From the entries, copy out every line in which the word "interactive" is found.

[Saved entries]
╭──

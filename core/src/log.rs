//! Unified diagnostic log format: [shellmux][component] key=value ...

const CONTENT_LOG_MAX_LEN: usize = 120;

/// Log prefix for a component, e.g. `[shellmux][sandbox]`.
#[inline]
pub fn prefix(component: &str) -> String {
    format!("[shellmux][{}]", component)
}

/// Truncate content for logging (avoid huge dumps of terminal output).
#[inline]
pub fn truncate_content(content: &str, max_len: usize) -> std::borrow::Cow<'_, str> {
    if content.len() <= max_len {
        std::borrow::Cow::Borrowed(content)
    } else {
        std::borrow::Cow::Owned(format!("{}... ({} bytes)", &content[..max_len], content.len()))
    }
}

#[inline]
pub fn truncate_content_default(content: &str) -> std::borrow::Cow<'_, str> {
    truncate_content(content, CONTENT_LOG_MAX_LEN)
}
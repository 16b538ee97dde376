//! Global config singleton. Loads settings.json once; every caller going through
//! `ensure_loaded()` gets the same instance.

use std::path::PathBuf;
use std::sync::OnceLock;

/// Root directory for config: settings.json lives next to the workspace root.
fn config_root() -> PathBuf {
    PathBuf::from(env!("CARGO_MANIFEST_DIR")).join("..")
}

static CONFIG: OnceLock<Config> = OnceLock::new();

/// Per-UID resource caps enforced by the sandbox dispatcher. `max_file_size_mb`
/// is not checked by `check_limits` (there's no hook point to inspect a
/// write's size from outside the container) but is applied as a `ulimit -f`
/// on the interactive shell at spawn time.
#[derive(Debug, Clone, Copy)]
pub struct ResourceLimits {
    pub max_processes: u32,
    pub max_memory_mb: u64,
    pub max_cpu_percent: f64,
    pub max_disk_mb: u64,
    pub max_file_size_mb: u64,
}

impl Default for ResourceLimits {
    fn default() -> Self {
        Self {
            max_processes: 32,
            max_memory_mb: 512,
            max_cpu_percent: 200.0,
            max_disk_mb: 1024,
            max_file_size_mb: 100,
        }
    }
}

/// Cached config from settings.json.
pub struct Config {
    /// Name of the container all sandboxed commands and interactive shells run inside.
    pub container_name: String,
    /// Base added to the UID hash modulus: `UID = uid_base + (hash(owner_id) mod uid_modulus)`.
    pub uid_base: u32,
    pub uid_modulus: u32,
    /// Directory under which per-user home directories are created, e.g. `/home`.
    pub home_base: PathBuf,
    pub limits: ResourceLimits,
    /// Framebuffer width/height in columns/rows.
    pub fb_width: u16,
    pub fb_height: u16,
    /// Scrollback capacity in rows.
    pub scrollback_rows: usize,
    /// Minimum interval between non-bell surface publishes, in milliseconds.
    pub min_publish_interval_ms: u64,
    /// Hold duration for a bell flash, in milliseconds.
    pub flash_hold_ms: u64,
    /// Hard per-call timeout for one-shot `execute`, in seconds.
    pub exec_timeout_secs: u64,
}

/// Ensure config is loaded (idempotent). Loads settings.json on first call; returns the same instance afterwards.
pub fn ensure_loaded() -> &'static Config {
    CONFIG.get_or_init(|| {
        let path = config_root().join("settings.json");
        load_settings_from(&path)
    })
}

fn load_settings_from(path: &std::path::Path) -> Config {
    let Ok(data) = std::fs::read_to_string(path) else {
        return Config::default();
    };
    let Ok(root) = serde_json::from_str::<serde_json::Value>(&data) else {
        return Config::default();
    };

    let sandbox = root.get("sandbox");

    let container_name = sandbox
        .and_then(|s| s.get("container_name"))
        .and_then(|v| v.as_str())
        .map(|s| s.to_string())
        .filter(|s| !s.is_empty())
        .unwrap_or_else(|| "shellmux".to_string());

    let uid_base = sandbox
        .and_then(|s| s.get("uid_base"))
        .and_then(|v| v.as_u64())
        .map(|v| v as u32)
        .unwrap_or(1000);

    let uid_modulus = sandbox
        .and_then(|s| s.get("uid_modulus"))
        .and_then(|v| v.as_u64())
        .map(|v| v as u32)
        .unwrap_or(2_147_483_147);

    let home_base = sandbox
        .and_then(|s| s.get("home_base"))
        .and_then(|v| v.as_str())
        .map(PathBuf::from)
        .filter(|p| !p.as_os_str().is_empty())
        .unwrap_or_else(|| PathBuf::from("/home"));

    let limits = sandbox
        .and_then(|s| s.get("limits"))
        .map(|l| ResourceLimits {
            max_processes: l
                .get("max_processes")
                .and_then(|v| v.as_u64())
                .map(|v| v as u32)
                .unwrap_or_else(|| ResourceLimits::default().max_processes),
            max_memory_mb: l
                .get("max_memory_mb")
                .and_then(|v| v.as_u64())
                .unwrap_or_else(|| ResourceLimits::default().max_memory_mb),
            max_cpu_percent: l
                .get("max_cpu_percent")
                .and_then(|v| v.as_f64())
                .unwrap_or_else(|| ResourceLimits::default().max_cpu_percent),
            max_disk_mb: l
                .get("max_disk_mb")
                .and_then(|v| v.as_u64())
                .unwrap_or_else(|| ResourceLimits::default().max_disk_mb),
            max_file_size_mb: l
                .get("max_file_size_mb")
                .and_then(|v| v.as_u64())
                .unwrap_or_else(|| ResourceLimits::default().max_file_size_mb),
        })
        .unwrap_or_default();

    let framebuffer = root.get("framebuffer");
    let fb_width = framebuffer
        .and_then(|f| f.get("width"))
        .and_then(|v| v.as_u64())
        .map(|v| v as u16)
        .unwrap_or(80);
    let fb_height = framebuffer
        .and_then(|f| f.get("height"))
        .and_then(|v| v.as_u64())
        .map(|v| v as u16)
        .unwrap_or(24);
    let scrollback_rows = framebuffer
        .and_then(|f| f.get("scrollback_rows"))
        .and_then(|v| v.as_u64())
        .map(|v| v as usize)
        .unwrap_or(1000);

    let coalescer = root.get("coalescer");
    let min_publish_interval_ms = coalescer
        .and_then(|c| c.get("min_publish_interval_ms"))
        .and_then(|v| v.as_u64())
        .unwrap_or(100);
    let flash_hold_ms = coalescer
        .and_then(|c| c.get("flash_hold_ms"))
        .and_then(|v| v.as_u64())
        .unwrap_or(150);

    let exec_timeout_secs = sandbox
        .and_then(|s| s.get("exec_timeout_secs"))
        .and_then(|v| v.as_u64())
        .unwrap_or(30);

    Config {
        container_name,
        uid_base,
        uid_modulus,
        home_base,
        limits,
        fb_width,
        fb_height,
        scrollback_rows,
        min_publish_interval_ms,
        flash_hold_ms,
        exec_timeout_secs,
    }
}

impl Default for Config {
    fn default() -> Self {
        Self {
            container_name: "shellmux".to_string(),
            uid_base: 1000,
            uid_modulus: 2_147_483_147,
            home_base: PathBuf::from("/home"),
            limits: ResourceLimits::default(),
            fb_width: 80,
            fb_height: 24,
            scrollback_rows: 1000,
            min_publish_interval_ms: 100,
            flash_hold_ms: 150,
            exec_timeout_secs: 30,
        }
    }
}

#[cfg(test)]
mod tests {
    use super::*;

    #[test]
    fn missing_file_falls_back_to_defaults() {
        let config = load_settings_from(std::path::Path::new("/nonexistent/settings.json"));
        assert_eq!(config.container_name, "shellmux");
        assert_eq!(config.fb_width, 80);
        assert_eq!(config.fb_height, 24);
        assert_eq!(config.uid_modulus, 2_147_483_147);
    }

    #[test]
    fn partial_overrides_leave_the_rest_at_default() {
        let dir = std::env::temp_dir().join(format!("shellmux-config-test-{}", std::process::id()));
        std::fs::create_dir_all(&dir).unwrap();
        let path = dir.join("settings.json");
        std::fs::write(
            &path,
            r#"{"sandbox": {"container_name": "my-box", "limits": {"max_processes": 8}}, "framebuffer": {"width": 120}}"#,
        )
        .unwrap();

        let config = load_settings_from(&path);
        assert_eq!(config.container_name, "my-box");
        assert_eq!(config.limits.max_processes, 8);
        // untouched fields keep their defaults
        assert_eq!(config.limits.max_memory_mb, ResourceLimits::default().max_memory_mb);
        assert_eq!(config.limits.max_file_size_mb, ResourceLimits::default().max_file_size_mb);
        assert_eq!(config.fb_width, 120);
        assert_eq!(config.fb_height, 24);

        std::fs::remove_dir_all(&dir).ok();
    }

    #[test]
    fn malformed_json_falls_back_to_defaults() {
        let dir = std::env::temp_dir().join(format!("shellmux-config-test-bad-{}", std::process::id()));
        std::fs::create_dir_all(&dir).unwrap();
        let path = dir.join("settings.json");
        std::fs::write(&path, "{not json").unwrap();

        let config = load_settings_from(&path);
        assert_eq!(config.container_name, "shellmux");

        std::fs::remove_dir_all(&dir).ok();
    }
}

╰──

*Answer to the exercise*.
/// on the interactive shell at spawn time.
    /// Name of the container all sandboxed commands and interactive shells run inside.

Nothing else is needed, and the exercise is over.